Le plan d’action sur le financement du terrorisme souligne que les cellules de renseignement financier (CRF) et les systèmes de surveillance tels que le programme UE-États-Unis de surveillance du financement du terrorisme (TFTP) constituent des instruments essentiels pour la détection de mouvements de fonds par des transactions financières ou l’identification de réseaux terroristes et de leurs complices. Toutefois, les capacités existantes devraient être renforcées et concentrées à la fois sur les opérations de financement complexes et de grande envergure et sur les opérations terroristes à faible coût qui recourent à de nouveaux modes de paiement dont il est difficile de suivre la trace. La vitesse de réaction est également déterminante, car les services financiers actuels permettent aux terroristes de transférer très rapidement des fonds d’un endroit à un autre, ce qui montre clairement qu’il est nécessaire d’améliorer la coopération et les échanges de renseignements en matière financière et répressive. Le suivi des transactions internationales en application de l’accord entre l’Union européenne et les États-Unis concernant le programme de surveillance du financement du terrorisme (TFTP) semble fonctionner de manière efficace. À la suite d’une analyse d’impact, la Commission a conclu, dans une communication de novembre 2013, que la mise en place dans l'UE d’un système (dénommé «système de surveillance du financement du terrorisme» ou SSFT) conçu sur le modèle du TFTP ne serait ni proportionnée ni porteuse de valeur ajoutée.

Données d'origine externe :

//! Simulation Core
//!
//! The tick runs in three chained phases: Upkeep (delays, trait updates,
//! per-unit timed state), Actions (one decision per unit), Effects (spatial
//! effect movement and activation, then death processing). All of it gates
//! on the clock having ticked this frame; the very first frame instead runs
//! the start-of-fight pass.

use std::collections::{HashMap, HashSet};

use bevy::prelude::*;
use rand::rngs::StdRng;
use rand::{Rng, SeedableRng};

use crate::board::{nearest_free_hex, HexCoord};
use crate::combat::log::{CombatLog, CombatLogEventType};

pub mod actions;
pub mod bonus;
pub mod clock;
pub mod constants;
pub mod damage;
pub mod hooks;
pub mod spatial;
pub mod status;
pub mod targeting;
pub mod unit;
pub mod upkeep;

use clock::{advance_clock, process_delayed_callbacks, sim_ticked, DelayedCallbacks, SimClock};
use constants::{MOVE_LOCKOUT_JUMPERS_MS, MOVE_LOCKOUT_MELEE_MS};
use hooks::{HookRegistry, TeamContext};
use unit::Unit;

/// Seedable random source for everything chance-based in the simulation.
/// Two runs with the same seed and the same teams replay identically.
#[derive(Resource)]
pub struct GameRng {
    rng: StdRng,
    pub seed: Option<u64>,
}

impl Default for GameRng {
    fn default() -> Self {
        Self::from_entropy()
    }
}

impl GameRng {
    pub fn from_seed(seed: u64) -> Self {
        Self {
            rng: StdRng::seed_from_u64(seed),
            seed: Some(seed),
        }
    }

    pub fn from_entropy() -> Self {
        Self {
            rng: StdRng::from_entropy(),
            seed: None,
        }
    }

    pub fn random_f32(&mut self) -> f32 {
        self.rng.gen()
    }

    /// Uniform roll in `[0, 100)`, for percentage checks.
    pub fn percent_roll(&mut self) -> f32 {
        self.random_f32() * 100.0
    }
}

/// Traits that reached their activation count, per team. Computed once at
/// fight start; units do not leave the board mid-fight, so counts never
/// change.
#[derive(Resource, Default)]
pub struct ActiveTraits {
    pub teams: [Vec<String>; 2],
}

impl ActiveTraits {
    pub fn for_team(&self, team: u8) -> &[String] {
        &self.teams[team as usize]
    }

    pub fn is_active(&self, team: u8, name: &str) -> bool {
        self.teams[team as usize].iter().any(|active| active == name)
    }
}

/// Augments each team brought into the match.
#[derive(Resource, Default, Clone)]
pub struct TeamAugments {
    pub teams: [Vec<String>; 2],
}

impl TeamAugments {
    pub fn for_team(&self, team: u8) -> &[String] {
        &self.teams[team as usize]
    }
}

/// Tick phases, chained in declaration order.
#[derive(SystemSet, Debug, Clone, Copy, PartialEq, Eq, Hash)]
pub enum SimPhase {
    Upkeep,
    Actions,
    Effects,
}

/// Registers the simulation resources and the phased tick systems.
pub struct SimulationPlugin;

impl Plugin for SimulationPlugin {
    fn build(&self, app: &mut App) {
        app.init_resource::<SimClock>()
            .init_resource::<GameRng>()
            .init_resource::<DelayedCallbacks>()
            .init_resource::<HookRegistry>()
            .init_resource::<ActiveTraits>()
            .init_resource::<TeamAugments>()
            .add_event::<upkeep::TeamManaSurge>()
            .configure_sets(
                Update,
                (SimPhase::Upkeep, SimPhase::Actions, SimPhase::Effects).chain(),
            )
            .add_systems(
                Update,
                (
                    advance_clock,
                    start_of_fight.run_if(fight_not_started),
                )
                    .chain()
                    .before(SimPhase::Upkeep),
            )
            .add_systems(
                Update,
                (
                    process_delayed_callbacks,
                    upkeep::apply_team_mana,
                    upkeep::trait_updates,
                    upkeep::unit_upkeep,
                )
                    .chain()
                    .in_set(SimPhase::Upkeep)
                    .run_if(sim_ticked),
            )
            .add_systems(
                Update,
                actions::unit_actions
                    .in_set(SimPhase::Actions)
                    .run_if(sim_ticked),
            )
            .add_systems(
                Update,
                (spatial::update_spatial_effects, upkeep::process_deaths)
                    .chain()
                    .in_set(SimPhase::Effects)
                    .run_if(sim_ticked),
            );
    }
}

fn fight_not_started(clock: Res<SimClock>) -> bool {
    !clock.fight_started
}

/// One-time setup on the first frame: jumpers leap to the far side, start
/// lockouts are applied, active traits are computed, and every
/// start-of-fight hook runs. Only then does the clock begin advancing.
pub fn start_of_fight(
    mut clock: ResMut<SimClock>,
    registry: Res<HookRegistry>,
    augments: Res<TeamAugments>,
    mut active_traits: ResMut<ActiveTraits>,
    mut delays: ResMut<DelayedCallbacks>,
    mut combat_log: ResMut<CombatLog>,
    mut units: Query<(Entity, &mut Unit)>,
) {
    let elapsed_ms = 0.0;

    // Jumpers reposition toward the opposite corner of the board before
    // anyone acts, landing on the nearest free hex.
    let mut occupied: HashSet<HexCoord> = units.iter().map(|(_, unit)| unit.hex).collect();
    let jumpers: Vec<(Entity, HexCoord, HexCoord)> = units
        .iter()
        .filter(|(_, unit)| unit.base.jumper)
        .map(|(entity, unit)| (entity, unit.hex, unit.start_hex))
        .collect();
    for (entity, from, start_hex) in jumpers {
        if let Some(destination) = nearest_free_hex(start_hex.invert(), &occupied) {
            occupied.remove(&from);
            occupied.insert(destination);
            if let Ok((_, mut unit)) = units.get_mut(entity) {
                unit.hex = destination;
            }
        }
    }

    for (_, unit) in units.iter_mut() {
        let unit = unit.into_inner();
        unit.action_locked_until_ms = if unit.base.jumper {
            MOVE_LOCKOUT_JUMPERS_MS
        } else {
            MOVE_LOCKOUT_MELEE_MS
        };
        let items = unit.items.clone();
        for item in &items {
            if let Some(hook) = registry
                .item_hooks(item)
                .and_then(|hooks| hooks.start_of_fight)
            {
                hook(unit, elapsed_ms);
            }
        }
    }

    for team in 0..2u8 {
        let mut counts: HashMap<String, usize> = HashMap::new();
        for (_, unit) in units.iter().filter(|(_, unit)| unit.team == team) {
            for name in &unit.traits {
                *counts.entry(name.clone()).or_default() += 1;
            }
        }
        let mut names: Vec<String> = counts
            .into_iter()
            .filter(|(name, count)| {
                registry
                    .trait_hooks(name)
                    .is_some_and(|hooks| *count >= hooks.min_units)
            })
            .map(|(name, _)| name)
            .collect();
        names.sort();
        active_traits.teams[team as usize] = names;
    }

    let mut members: Vec<&mut Unit> = units
        .iter_mut()
        .map(|(_, unit)| unit.into_inner())
        .collect();
    members.sort_unstable_by_key(|unit| unit.sequence);
    let (mut team0, mut team1): (Vec<&mut Unit>, Vec<&mut Unit>) =
        members.into_iter().partition(|unit| unit.team == 0);
    for (team, members) in [(0u8, &mut team0), (1u8, &mut team1)] {
        let team_size = members.len();
        for trait_name in active_traits.for_team(team) {
            let Some(hook) = registry
                .trait_hooks(trait_name)
                .and_then(|hooks| hooks.start_of_fight)
            else {
                continue;
            };
            let holder_count = members
                .iter()
                .filter(|unit| unit.traits.iter().any(|name| name == trait_name))
                .count();
            hook(&mut TeamContext {
                elapsed_ms,
                team,
                holder_count,
                members: &mut members[..],
                delays: &mut delays,
            });
        }
        for augment in augments.for_team(team) {
            let Some(hook) = registry
                .augment_hooks(augment)
                .and_then(|hooks| hooks.start_of_fight)
            else {
                continue;
            };
            hook(&mut TeamContext {
                elapsed_ms,
                team,
                holder_count: team_size,
                members: &mut members[..],
                delays: &mut delays,
            });
        }
    }

    clock.fight_started = true;
    combat_log.log(CombatLogEventType::MatchEvent, "combat begins".to_string());
}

Toutefois, compte tenu de l’évolution rapide du modèle de financement du terrorisme, il serait malgré tout utile d’analyser la nécessité de mécanismes complémentaires du programme UE-États-Unis de surveillance du financement du terrorisme pour combler de possibles lacunes (à savoir les transactions auxquelles l’accord entre l’UE et les États-Unis sur le TFTP ne s’applique pas – notamment les paiements en euros à l’intérieur de l’Union – et qu’il pourrait être impossible de surveiller autrement).

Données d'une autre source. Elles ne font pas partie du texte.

//! Combat events
//!
//! Bevy events emitted by the simulation systems. The combat log records
//! them; death processing fans ally/enemy-death hooks out from
//! `UnitDeathEvent` at the end of each tick.

use bevy::prelude::*;

use crate::sim::damage::{DamageSourceType, DamageType};

/// Damage was applied to a unit.
#[derive(Event, Debug, Clone)]
pub struct DamageDealtEvent {
    pub source: Option<Entity>,
    pub target: Entity,
    /// Label of the calculation that produced the damage (spell, item, bleed).
    pub source_id: String,
    pub source_type: DamageSourceType,
    pub damage_type: DamageType,
    /// Damage actually subtracted from health, after shields and mitigation.
    pub amount: f32,
    pub is_killing_blow: bool,
}

/// A unit was healed.
#[derive(Event, Debug, Clone)]
pub struct HealingEvent {
    pub source: Entity,
    pub target: Entity,
    /// Healing actually applied, after grievous wounds and the max-health cap.
    pub amount: f32,
}

/// A unit died this tick. Death hooks are dispatched once per event at the
/// end of the tick, after all damage sources have run.
#[derive(Event, Debug, Clone)]
pub struct UnitDeathEvent {
    pub unit: Entity,
    pub killer: Option<Entity>,
}

/// A unit cast its ability.
#[derive(Event, Debug, Clone)]
pub struct AbilityCastEvent {
    pub caster: Entity,
    pub ability_name: String,
}

/// A timed status effect was applied to a unit.
#[derive(Event, Debug, Clone)]
pub struct StatusAppliedEvent {
    pub target: Entity,
    pub effect_name: &'static str,
    pub duration_ms: f64,
}
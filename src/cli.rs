//! Command-line interface for HexArena.

use clap::Parser;
use std::path::PathBuf;

/// Hex-grid autobattler combat simulator
#[derive(Parser, Debug)]
#[command(name = "hexarena")]
#[command(about = "Hex-grid autobattler combat simulator")]
#[command(version)]
pub struct Args {
    /// JSON match setup file
    #[arg(value_name = "SETUP_FILE")]
    pub setup: PathBuf,

    /// Output path for the match report (overrides the setup file)
    #[arg(long, value_name = "OUTPUT_PATH")]
    pub output: Option<PathBuf>,

    /// Random seed (overrides the setup file)
    #[arg(long)]
    pub seed: Option<u64>,

    /// Maximum match duration in seconds (overrides the setup file)
    #[arg(long)]
    pub max_duration: Option<f32>,
}

pub fn parse_args() -> Args {
    Args::parse()
}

Tout d’abord, depuis 2013, la situation a évolué: la menace terroriste a changé et les ressources financières utilisées par les terroristes sont souvent plus faibles et ne transitent plus nécessairement par des systèmes de transfert tels que ceux qui sont couverts par le programme UE-États-Unis de surveillance du financement du terrorisme. Beaucoup de nouveaux moyens de paiement sont également apparus, qui offrent de nouvelles méthodes d'autofinancement aux terroristes.

Selon des discussions avec Europol et les États membres, un système européen complétant le programme UE-États-Unis de surveillance du financement du terrorisme pourrait fournir aux autorités compétentes un panorama plus complet des transactions financières pertinentes actuellement tenues à l'écart, sans qu'il soit nécessaire de consulter plusieurs bases de données (pour la plupart limitées aux informations détenues à l’échelle nationale) et sans courir le risque connexe de négliger certaines informations cruciales. Un tel système permettrait aussi de recouper ces informations avec les autorités d’autres États membres. Associé à d’autres renseignements, il pourrait contribuer à identifier de manière plus précoce les suspects au cours des enquêtes menées en vue d’empêcher les attaques, à fournir des renseignements utiles juste après une attaque, à identifier plus rapidement les auteurs et leurs partisans, et à fournir des informations importantes pour la traduction en justice des terroristes.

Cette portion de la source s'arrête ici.